Detailed Description

Lymphatic malformations (LMs) are vascular anomalies that arise from abnormal embryonic development of the lymphatic system and might present as dilated lymphatic channels or cysts lined by lymphatic endothelial cells. With an estimated incidence of approximately 1/4000-1/2000, LMs can occur at any site in the lymphatic system, in which head, neck and axilla were mostly detected and have been reported to account for over 75%. Based on the location and size of the lesion and the extent of involvement, LMs may be asymptomatic with incidental detection, or chronic abdominal pain and distension due to their compression of surrounding structures, or critical and even fatal secondary to their volvulus, hemorrhage, infection and rupture.
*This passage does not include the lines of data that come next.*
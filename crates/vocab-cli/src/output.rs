//! Output formatting for CLI
//!
//! Provides consistent output formatting across all commands:
//! - Human-readable default output
//! - JSON output (--json flag)
//! - Quiet mode for scripting (--quiet flag)

use vocab_core::{Flashcard, FlashcardSet};

/// Output format options
#[derive(Debug, Clone, Copy, PartialEq, Eq)]
pub enum OutputFormat {
    /// Human-readable output (default)
    Human,
    /// JSON output
    Json,
    /// Quiet mode - minimal output
    Quiet,
}

impl OutputFormat {
    /// Create format from CLI flags
    pub fn from_flags(json: bool, quiet: bool) -> Self {
        if quiet {
            OutputFormat::Quiet
        } else if json {
            OutputFormat::Json
        } else {
            OutputFormat::Human
        }
    }
}

/// Output helper for consistent formatting
pub struct Output {
    /// The output format
    pub format: OutputFormat,
}

impl Output {
    pub fn new(format: OutputFormat) -> Self {
        Self { format }
    }

    /// Print sets with their card counts
    pub fn print_sets(&self, sets: &[(FlashcardSet, usize)]) {
        match self.format {
            OutputFormat::Human => {
                if sets.is_empty() {
                    println!("No sets found.");
                    return;
                }
                for (set, cards) in sets {
                    println!("{:>4} | {} ({})", set.id, truncate(&set.name, 40), cards);
                }
                println!("\n{} set(s)", sets.len());
            }
            OutputFormat::Json => {
                let json_sets: Vec<_> = sets
                    .iter()
                    .map(|(set, cards)| {
                        serde_json::json!({"id": set.id, "name": set.name, "cards": cards})
                    })
                    .collect();
                print_json(&json_sets);
            }
            OutputFormat::Quiet => {
                for (set, _) in sets {
                    println!("{}", set.name);
                }
            }
        }
    }

    /// Print the cards of one set
    pub fn print_cards(&self, set_name: &str, cards: &[Flashcard]) {
        match self.format {
            OutputFormat::Human => {
                println!("Cards in: {}", set_name);
                println!();

                if cards.is_empty() {
                    println!("No cards in this set.");
                    return;
                }

                for card in cards {
                    println!(
                        "{:>4} | {} | {}",
                        card.id,
                        truncate(&card.word, 25),
                        truncate_line(&card.definition, 45)
                    );
                }
                println!("\n{} card(s)", cards.len());
            }
            OutputFormat::Json => print_json(&cards),
            OutputFormat::Quiet => {
                for card in cards {
                    println!("{}\t{}", card.word, card.definition);
                }
            }
        }
    }

    /// Report a newly created row: message for humans, bare id for scripts
    pub fn created(&self, message: &str, id: i64) {
        match self.format {
            OutputFormat::Human => println!("✓ {}", message),
            OutputFormat::Json => {
                println!(
                    "{}",
                    serde_json::json!({"status": "success", "id": id, "message": message})
                );
            }
            OutputFormat::Quiet => println!("{}", id),
        }
    }

    /// Print a success message
    pub fn success(&self, message: &str) {
        match self.format {
            OutputFormat::Human => println!("✓ {}", message),
            OutputFormat::Json => {
                println!(
                    "{}",
                    serde_json::json!({"status": "success", "message": message})
                );
            }
            OutputFormat::Quiet => {}
        }
    }
}

fn print_json<T: serde::Serialize + ?Sized>(value: &T) {
    match serde_json::to_string_pretty(value) {
        Ok(json) => println!("{}", json),
        Err(e) => eprintln!("Failed to serialize output: {}", e),
    }
}

/// Truncate a string to max characters, adding "..." if truncated
fn truncate(s: &str, max_len: usize) -> String {
    if s.chars().count() <= max_len {
        s.to_string()
    } else {
        let kept: String = s.chars().take(max_len.saturating_sub(3)).collect();
        format!("{}...", kept)
    }
}

/// Truncate to first line and max length
fn truncate_line(s: &str, max_len: usize) -> String {
    let first_line = s.lines().next().unwrap_or("");
    truncate(first_line, max_len)
}

#[cfg(test)]
mod tests {
    use super::*;

    #[test]
    fn test_format_from_flags() {
        assert_eq!(OutputFormat::from_flags(false, false), OutputFormat::Human);
        assert_eq!(OutputFormat::from_flags(true, false), OutputFormat::Json);
        assert_eq!(OutputFormat::from_flags(false, true), OutputFormat::Quiet);
        // Quiet takes precedence
        assert_eq!(OutputFormat::from_flags(true, true), OutputFormat::Quiet);
    }

    #[test]
    fn test_truncate() {
        assert_eq!(truncate("short", 10), "short");
        assert_eq!(truncate("this is a long string", 10), "this is...");
    }

    #[test]
    fn test_truncate_multibyte() {
        assert_eq!(truncate("mañana mañana", 9), "mañana...");
        assert_eq!(truncate("über", 4), "über");
    }

    #[test]
    fn test_truncate_line() {
        assert_eq!(truncate_line("single line", 20), "single line");
        assert_eq!(truncate_line("line one\nline two", 20), "line one");
        assert_eq!(truncate_line("very long single line here", 10), "very lo...");
    }
}
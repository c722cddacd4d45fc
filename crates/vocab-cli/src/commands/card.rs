//! Card command handlers

use anyhow::{Context, Result};

use vocab_core::{SetId, Store, ValidationError};

use crate::output::Output;

/// Add a card to a set
pub fn add(
    store: &mut Store,
    set: String,
    word: String,
    definition: String,
    output: &Output,
) -> Result<()> {
    let (set_id, set_name) = resolve_set(store, &set)?;

    let id = store
        .create_card(set_id, &word, &definition)
        .context("Failed to add card")?;

    output.created(&format!("Added '{}' to {}", word, set_name), id.0);
    Ok(())
}

/// List the cards of a set in the order they were added
pub fn list(store: &Store, set: String, output: &Output) -> Result<()> {
    let (set_id, set_name) = resolve_set(store, &set)?;
    let cards = store.cards(set_id)?;

    output.print_cards(&set_name, &cards);
    Ok(())
}

/// Resolve a set by exact name, falling back to a numeric id
pub(crate) fn resolve_set(store: &Store, set: &str) -> Result<(SetId, String)> {
    if let Some(id) = store.find_set(set)? {
        return Ok((id, set.to_string()));
    }

    if let Ok(raw) = set.parse::<i64>() {
        if let Some(found) = store.sets()?.into_iter().find(|s| s.id == SetId(raw)) {
            return Ok((found.id, found.name));
        }
    }

    Err(ValidationError::UnknownSetName(set.to_string()).into())
}
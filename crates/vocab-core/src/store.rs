//! Persistent catalog of flashcard sets and cards
//!
//! The `Store` owns a single SQLite connection for its whole lifetime and is
//! the only gateway to persistent state. Every write is one statement, so
//! each create either persists its row or persists nothing.
//!
//! ## Usage
//!
//! ```ignore
//! let mut store = Store::open(&config)?;
//!
//! let spanish = store.create_set("Spanish")?;
//! store.create_card(spanish, "hola", "hello")?;
//!
//! let cards = store.list_cards(spanish)?;
//! store.close()?;
//! ```

use std::collections::HashMap;
use std::path::Path;

use rusqlite::{params, Connection, OptionalExtension};
use tracing::{debug, info, warn};

use crate::config::Config;
use crate::error::{Result, ValidationError};
use crate::models::{CardId, Flashcard, FlashcardSet, SetId, StoreStats, StudyCard};
use crate::storage::{get_schema_version, init_schema, StorageError};

/// SQLite-backed store for sets and cards
pub struct Store {
    conn: Connection,
}

impl Store {
    /// Open the database in the configured data directory
    pub fn open(config: &Config) -> Result<Self> {
        Self::open_at(&config.database_path())
    }

    /// Open (or create) the database at a specific path
    ///
    /// Creates missing parent directories and ensures the schema exists.
    pub fn open_at(path: &Path) -> Result<Self> {
        if let Some(parent) = path.parent() {
            if !parent.as_os_str().is_empty() {
                std::fs::create_dir_all(parent)
                    .map_err(|e| StorageError::from_io(e, parent.to_path_buf()))?;
            }
        }

        let conn = Connection::open(path).map_err(|source| StorageError::Open {
            path: path.to_path_buf(),
            source,
        })?;

        let store = Self::from_connection(conn)?;
        info!("Opened flashcard database at {:?}", path);
        Ok(store)
    }

    /// Open an in-memory database (for testing)
    pub fn open_in_memory() -> Result<Self> {
        let conn = Connection::open_in_memory()?;
        Self::from_connection(conn)
    }

    fn from_connection(conn: Connection) -> Result<Self> {
        conn.execute_batch("PRAGMA foreign_keys = ON;")?;
        let store = Self { conn };
        store.initialize()?;
        Ok(store)
    }

    /// Ensure both tables exist. Idempotent.
    pub fn initialize(&self) -> Result<()> {
        init_schema(&self.conn)?;
        Ok(())
    }

    /// Release the connection, reporting any error from SQLite
    pub fn close(self) -> Result<()> {
        self.conn
            .close()
            .map_err(|(_, e)| StorageError::Database(e))?;
        debug!("Closed flashcard database");
        Ok(())
    }

    // ==================== Set Operations ====================

    /// Create a new set
    ///
    /// Fails with a validation error if the name is empty or an existing set
    /// already has exactly this name (case-sensitive).
    pub fn create_set(&mut self, name: &str) -> Result<SetId> {
        if name.is_empty() {
            warn!("Rejected empty set name");
            return Err(ValidationError::EmptySetName.into());
        }
        if self.find_set(name)?.is_some() {
            warn!(name, "Rejected duplicate set name");
            return Err(ValidationError::DuplicateSetName(name.to_string()).into());
        }

        self.conn.execute(
            "INSERT INTO flashcard_sets (name) VALUES (?1)",
            params![name],
        )?;
        let id = SetId(self.conn.last_insert_rowid());

        info!(set_id = id.0, name, "Created set");
        Ok(id)
    }

    /// All sets keyed by name. Iteration order is unspecified.
    pub fn list_sets(&self) -> Result<HashMap<String, SetId>> {
        Ok(self
            .sets()?
            .into_iter()
            .map(|set| (set.name, set.id))
            .collect())
    }

    /// All sets in creation order
    pub fn sets(&self) -> Result<Vec<FlashcardSet>> {
        let mut stmt = self
            .conn
            .prepare("SELECT id, name FROM flashcard_sets ORDER BY id")?;

        let sets = stmt
            .query_map([], |row| {
                Ok(FlashcardSet {
                    id: SetId(row.get(0)?),
                    name: row.get(1)?,
                })
            })?
            .collect::<rusqlite::Result<Vec<_>>>()?;

        debug!(count = sets.len(), "Listed sets");
        Ok(sets)
    }

    /// Look up a set by exact name
    pub fn find_set(&self, name: &str) -> Result<Option<SetId>> {
        let id: Option<i64> = self
            .conn
            .query_row(
                "SELECT id FROM flashcard_sets WHERE name = ?1 ORDER BY id LIMIT 1",
                params![name],
                |row| row.get(0),
            )
            .optional()?;

        Ok(id.map(SetId))
    }

    /// Check whether a set with this id exists
    pub fn set_exists(&self, id: SetId) -> Result<bool> {
        let exists: bool = self.conn.query_row(
            "SELECT EXISTS(SELECT 1 FROM flashcard_sets WHERE id = ?1)",
            params![id.0],
            |row| row.get(0),
        )?;
        Ok(exists)
    }

    // ==================== Card Operations ====================

    /// Add a card to an existing set
    pub fn create_card(&mut self, set_id: SetId, word: &str, definition: &str) -> Result<CardId> {
        if word.is_empty() {
            return Err(ValidationError::EmptyWord.into());
        }
        if definition.is_empty() {
            return Err(ValidationError::EmptyDefinition.into());
        }
        if !self.set_exists(set_id)? {
            warn!(set_id = set_id.0, "Rejected card for unknown set");
            return Err(ValidationError::UnknownSet(set_id).into());
        }

        self.conn.execute(
            "INSERT INTO flashcards (set_id, word, definition) VALUES (?1, ?2, ?3)",
            params![set_id.0, word, definition],
        )?;
        let id = CardId(self.conn.last_insert_rowid());

        info!(card_id = id.0, set_id = set_id.0, word, "Created card");
        Ok(id)
    }

    /// Word/definition pairs of a set in creation order
    ///
    /// An unknown set yields an empty list, same as a set with no cards.
    pub fn list_cards(&self, set_id: SetId) -> Result<Vec<StudyCard>> {
        let mut stmt = self.conn.prepare(
            "SELECT word, definition FROM flashcards WHERE set_id = ?1 ORDER BY id",
        )?;

        let cards = stmt
            .query_map(params![set_id.0], |row| {
                Ok(StudyCard {
                    word: row.get(0)?,
                    definition: row.get(1)?,
                })
            })?
            .collect::<rusqlite::Result<Vec<_>>>()?;

        debug!(set_id = set_id.0, count = cards.len(), "Listed cards");
        Ok(cards)
    }

    /// Full card rows of a set in creation order
    pub fn cards(&self, set_id: SetId) -> Result<Vec<Flashcard>> {
        let mut stmt = self.conn.prepare(
            "SELECT id, set_id, word, definition FROM flashcards WHERE set_id = ?1 ORDER BY id",
        )?;

        let cards = stmt
            .query_map(params![set_id.0], |row| {
                Ok(Flashcard {
                    id: CardId(row.get(0)?),
                    set_id: SetId(row.get(1)?),
                    word: row.get(2)?,
                    definition: row.get(3)?,
                })
            })?
            .collect::<rusqlite::Result<Vec<_>>>()?;

        Ok(cards)
    }

    /// Number of cards in a set
    pub fn card_count(&self, set_id: SetId) -> Result<usize> {
        let count: i64 = self.conn.query_row(
            "SELECT COUNT(*) FROM flashcards WHERE set_id = ?1",
            params![set_id.0],
            |row| row.get(0),
        )?;
        Ok(count as usize)
    }

    // ==================== Status ====================

    /// Total number of sets and cards
    pub fn stats(&self) -> Result<StoreStats> {
        let (sets, cards): (i64, i64) = self.conn.query_row(
            "SELECT (SELECT COUNT(*) FROM flashcard_sets), (SELECT COUNT(*) FROM flashcards)",
            [],
            |row| Ok((row.get(0)?, row.get(1)?)),
        )?;

        Ok(StoreStats {
            sets: sets as usize,
            cards: cards as usize,
        })
    }

    /// Schema version recorded in the database
    pub fn schema_version(&self) -> Result<Option<i32>> {
        Ok(get_schema_version(&self.conn)?)
    }
}

#[cfg(test)]
mod tests {
    use super::*;
    use crate::error::Error;
    use tempfile::TempDir;

    fn total_cards(store: &Store) -> i64 {
        store
            .conn
            .query_row("SELECT COUNT(*) FROM flashcards", [], |row| row.get(0))
            .unwrap()
    }

    #[test]
    fn test_create_set_is_listed() {
        let mut store = Store::open_in_memory().unwrap();

        let id = store.create_set("Spanish").unwrap();

        let sets = store.list_sets().unwrap();
        assert_eq!(sets.len(), 1);
        assert_eq!(sets.get("Spanish"), Some(&id));
    }

    #[test]
    fn test_set_ids_increase() {
        let mut store = Store::open_in_memory().unwrap();

        let first = store.create_set("one").unwrap();
        let second = store.create_set("two").unwrap();
        assert!(second > first);

        let names: Vec<_> = store.sets().unwrap().into_iter().map(|s| s.name).collect();
        assert_eq!(names, vec!["one", "two"]);
    }

    #[test]
    fn test_duplicate_set_name_rejected() {
        let mut store = Store::open_in_memory().unwrap();
        store.create_set("French").unwrap();

        let err = store.create_set("French").unwrap_err();
        assert!(matches!(
            err,
            Error::Validation(ValidationError::DuplicateSetName(ref n)) if n == "French"
        ));
        assert_eq!(store.list_sets().unwrap().len(), 1);
    }

    #[test]
    fn test_duplicate_check_is_case_sensitive() {
        let mut store = Store::open_in_memory().unwrap();
        store.create_set("French").unwrap();

        store.create_set("french").unwrap();
        store.create_set("French ").unwrap();
        assert_eq!(store.list_sets().unwrap().len(), 3);
    }

    #[test]
    fn test_empty_set_name_rejected() {
        let mut store = Store::open_in_memory().unwrap();

        let err = store.create_set("").unwrap_err();
        assert!(matches!(
            err,
            Error::Validation(ValidationError::EmptySetName)
        ));
        assert!(store.list_sets().unwrap().is_empty());
    }

    #[test]
    fn test_cards_keep_creation_order() {
        let mut store = Store::open_in_memory().unwrap();
        let set = store.create_set("Spanish").unwrap();

        store.create_card(set, "hola", "hello").unwrap();
        store.create_card(set, "gato", "cat").unwrap();
        store.create_card(set, "perro", "dog").unwrap();

        let cards = store.list_cards(set).unwrap();
        assert_eq!(
            cards,
            vec![
                StudyCard::new("hola", "hello"),
                StudyCard::new("gato", "cat"),
                StudyCard::new("perro", "dog"),
            ]
        );
        assert_eq!(cards.last(), Some(&StudyCard::new("perro", "dog")));
    }

    #[test]
    fn test_cards_are_scoped_to_their_set() {
        let mut store = Store::open_in_memory().unwrap();
        let spanish = store.create_set("Spanish").unwrap();
        let german = store.create_set("German").unwrap();

        store.create_card(spanish, "hola", "hello").unwrap();
        store.create_card(german, "Hund", "dog").unwrap();

        assert_eq!(store.list_cards(german).unwrap(), vec![StudyCard::new("Hund", "dog")]);
        assert_eq!(store.card_count(spanish).unwrap(), 1);

        let rows = store.cards(german).unwrap();
        assert_eq!(rows.len(), 1);
        assert_eq!(rows[0].set_id, german);
    }

    #[test]
    fn test_card_for_unknown_set_rejected_without_write() {
        let mut store = Store::open_in_memory().unwrap();
        let set = store.create_set("Spanish").unwrap();
        store.create_card(set, "hola", "hello").unwrap();
        let before = total_cards(&store);

        let err = store.create_card(SetId(999), "gato", "cat").unwrap_err();

        assert!(matches!(
            err,
            Error::Validation(ValidationError::UnknownSet(SetId(999)))
        ));
        assert_eq!(total_cards(&store), before);
    }

    #[test]
    fn test_empty_word_or_definition_rejected() {
        let mut store = Store::open_in_memory().unwrap();
        let set = store.create_set("Spanish").unwrap();

        let err = store.create_card(set, "", "hello").unwrap_err();
        assert!(matches!(err, Error::Validation(ValidationError::EmptyWord)));

        let err = store.create_card(set, "hola", "").unwrap_err();
        assert!(matches!(
            err,
            Error::Validation(ValidationError::EmptyDefinition)
        ));

        assert_eq!(total_cards(&store), 0);
    }

    #[test]
    fn test_list_cards_for_unknown_set_is_empty() {
        let store = Store::open_in_memory().unwrap();
        assert!(store.list_cards(SetId(42)).unwrap().is_empty());
    }

    #[test]
    fn test_find_set() {
        let mut store = Store::open_in_memory().unwrap();
        let id = store.create_set("Latin").unwrap();

        assert_eq!(store.find_set("Latin").unwrap(), Some(id));
        assert_eq!(store.find_set("latin").unwrap(), None);
        assert!(store.set_exists(id).unwrap());
        assert!(!store.set_exists(SetId(id.0 + 1)).unwrap());
    }

    #[test]
    fn test_stats() {
        let mut store = Store::open_in_memory().unwrap();
        assert_eq!(store.stats().unwrap(), StoreStats::default());

        let set = store.create_set("Spanish").unwrap();
        store.create_card(set, "hola", "hello").unwrap();
        store.create_card(set, "gato", "cat").unwrap();

        assert_eq!(store.stats().unwrap(), StoreStats { sets: 1, cards: 2 });
    }

    #[test]
    fn test_initialize_is_idempotent() {
        let mut store = Store::open_in_memory().unwrap();
        let set = store.create_set("Spanish").unwrap();

        store.initialize().unwrap();
        store.initialize().unwrap();

        assert_eq!(store.find_set("Spanish").unwrap(), Some(set));
        assert_eq!(store.schema_version().unwrap(), Some(crate::storage::SCHEMA_VERSION));
    }

    #[test]
    fn test_data_survives_reopen() {
        let temp_dir = TempDir::new().unwrap();
        let path = temp_dir.path().join("nested").join("flashcards.db");

        let mut store = Store::open_at(&path).unwrap();
        let set = store.create_set("Spanish").unwrap();
        store.create_card(set, "hola", "hello").unwrap();
        store.close().unwrap();

        let store = Store::open_at(&path).unwrap();
        assert_eq!(store.find_set("Spanish").unwrap(), Some(set));
        assert_eq!(store.list_cards(set).unwrap(), vec![StudyCard::new("hola", "hello")]);
    }

    #[test]
    fn test_open_with_config() {
        let temp_dir = TempDir::new().unwrap();
        let config = Config {
            data_dir: temp_dir.path().join("data"),
            log_file: None,
        };

        let mut store = Store::open(&config).unwrap();
        store.create_set("Spanish").unwrap();
        store.close().unwrap();

        assert!(config.database_path().exists());
    }

    #[test]
    fn test_unusable_directory_is_storage_error() {
        let temp_dir = TempDir::new().unwrap();
        let blocker = temp_dir.path().join("blocker");
        std::fs::write(&blocker, b"not a directory").unwrap();

        let result = Store::open_at(&blocker.join("sub").join("flashcards.db"));

        assert!(matches!(result, Err(Error::Storage(_))));
    }
}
Surgical excision is a definitive treatment for LMs, while it may be difficult at times because of the infiltrative nature of the lesions, leading to a high incidence of complications like vital organ injuries, nerve injuries, bleeding, infection scar formation, and recurrences. Sclerotherapy is a simpler alternative to tedious surgical excision treatment for LMs and avoids the complications related to surgery. As an anticancer drug extracted from Streptomyces verticillus, Bleomycin has been more and more widely used in the sclerotherapy of LMs for pediatric patients, which has been proven to be primarily dose dependent. However, the optimum concentration of Bleomycin in the sclerotherapy of LMs for pediatric patients has not been strictly validated, due to the lack of high-quality RCT studies. The investigators aim to compare the efficacy and safety of different concentrations of Bleomycin in the sclerotherapy of LMs for pediatric patients.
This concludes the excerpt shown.